You are viewing a plain text version of this content. The canonical link for it is here.
Posted to issues@spark.apache.org by "Anatoliy Plastinin (JIRA)" <ji...@apache.org> on 2016/01/10 23:06:39 UTC
[jira] [Created] (SPARK-12744) Inconsistent behavior parsing JSON
with unix timestamp values
Anatoliy Plastinin created SPARK-12744:
------------------------------------------
Summary: Inconsistent behavior parsing JSON with unix timestamp values
Key: SPARK-12744
URL: https://issues.apache.org/jira/browse/SPARK-12744
Project: Spark
Issue Type: Bug
Components: SQL
Affects Versions: 1.6.0
Reporter: Anatoliy Plastinin
Priority: Minor
Let’s have following json
{code}
val rdd = sc.parallelize("""{"ts":1452386229}""" :: Nil)
{code}
Spark sql casts int to timestamp treating int value as a number of seconds.

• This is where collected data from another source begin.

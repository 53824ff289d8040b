//! Error types for restock operations

use std::any::Any;
use std::time::Duration;
use thiserror::Error;

/// Chunk planning errors.
///
/// Raised before any work is dispatched, so a planning failure never leaves
/// partial side effects behind.
#[derive(Debug, Clone, Error, PartialEq, Eq)]
pub enum PlanningError {
    #[error("Duplicate chunk {chunk} at indices {first_index} and {duplicate_index}")]
    DuplicateChunk {
        chunk: String,
        first_index: usize,
        duplicate_index: usize,
    },
}

/// Configuration errors.
#[derive(Debug, Clone, Error, PartialEq, Eq)]
pub enum ConfigError {
    #[error("Invalid value for {field}: {value} - {reason}")]
    InvalidValue {
        field: String,
        value: String,
        reason: String,
    },
}

/// Error returned by loaders and chunk sources.
///
/// Loader failures are transient by contract: the worker pool retries the
/// chunk until its retry budget runs out, so the error only needs to carry a
/// human-readable message for telemetry.
#[derive(Debug, Clone, Error, PartialEq, Eq)]
#[error("{message}")]
pub struct LoadError {
    message: String,
}

impl LoadError {
    /// Create a load error from a message.
    pub fn new(message: impl Into<String>) -> Self {
        Self {
            message: message.into(),
        }
    }

    /// Wrap any error value, keeping only its display text.
    pub fn from_error<E: std::error::Error + ?Sized>(err: &E) -> Self {
        Self::new(err.to_string())
    }

    /// Describe a caught panic payload.
    pub fn from_panic(payload: &(dyn Any + Send)) -> Self {
        let detail = payload
            .downcast_ref::<&str>()
            .map(|s| s.to_string())
            .or_else(|| payload.downcast_ref::<String>().cloned())
            .unwrap_or_else(|| "non-string panic payload".to_string());
        Self::new(format!("panicked: {}", detail))
    }

    /// Get the error message.
    pub fn message(&self) -> &str {
        &self.message
    }
}

impl From<String> for LoadError {
    fn from(message: String) -> Self {
        Self::new(message)
    }
}

impl From<&str> for LoadError {
    fn from(message: &str) -> Self {
        Self::new(message)
    }
}

impl From<std::io::Error> for LoadError {
    fn from(err: std::io::Error) -> Self {
        Self::from_error(&err)
    }
}

/// Master error type for all restock errors.
#[derive(Debug, Clone, Error)]
pub enum CacheError {
    #[error("Planning error: {0}")]
    Planning(#[from] PlanningError),

    #[error("Config error: {0}")]
    Config(#[from] ConfigError),

    #[error("Chunk source failed for {cache}: {source}")]
    ChunkSource { cache: String, source: LoadError },

    #[error("Timed out after {waited:?} waiting for refresh access on {cache}")]
    RefreshLockTimeout { cache: String, waited: Duration },

    #[error(
        "Refresh of {cache} failed: {permanently_failed} of {planned} chunks permanently failed, {unfinished} unfinished"
    )]
    RefreshFailed {
        cache: String,
        planned: usize,
        permanently_failed: usize,
        unfinished: usize,
    },

    #[error("Cache {cache} unavailable: not loaded within {waited:?}")]
    CacheUnavailable { cache: String, waited: Duration },
}

impl CacheError {
    /// Returns true if the error was caused by losing the race for refresh access.
    pub fn is_lock_timeout(&self) -> bool {
        matches!(self, Self::RefreshLockTimeout { .. })
    }

    /// Returns true if one or more chunks exhausted their retry budget.
    pub fn is_refresh_failed(&self) -> bool {
        matches!(self, Self::RefreshFailed { .. })
    }
}

/// Result type alias for restock operations.
pub type CacheResult<T> = Result<T, CacheError>;

/// Result type alias for loader and chunk source calls.
pub type LoadResult<T> = Result<T, LoadError>;

// =============================================================================
// TESTS
// =============================================================================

https://issues.apache.org/jira/browse/SPARK-11724
{code}
scala> sqlContext.read.json(rdd).select($"ts".cast(TimestampType)).show
+--------------------+
| ts|
+--------------------+
|2016-01-10 01:37:...|
+--------------------+
{code}
However parsing json with schema gives different result
{code}
scala> val schema = (new StructType).add("ts", TimestampType)
schema: org.apache.spark.sql.types.StructType = StructType(StructField(ts,TimestampType,true))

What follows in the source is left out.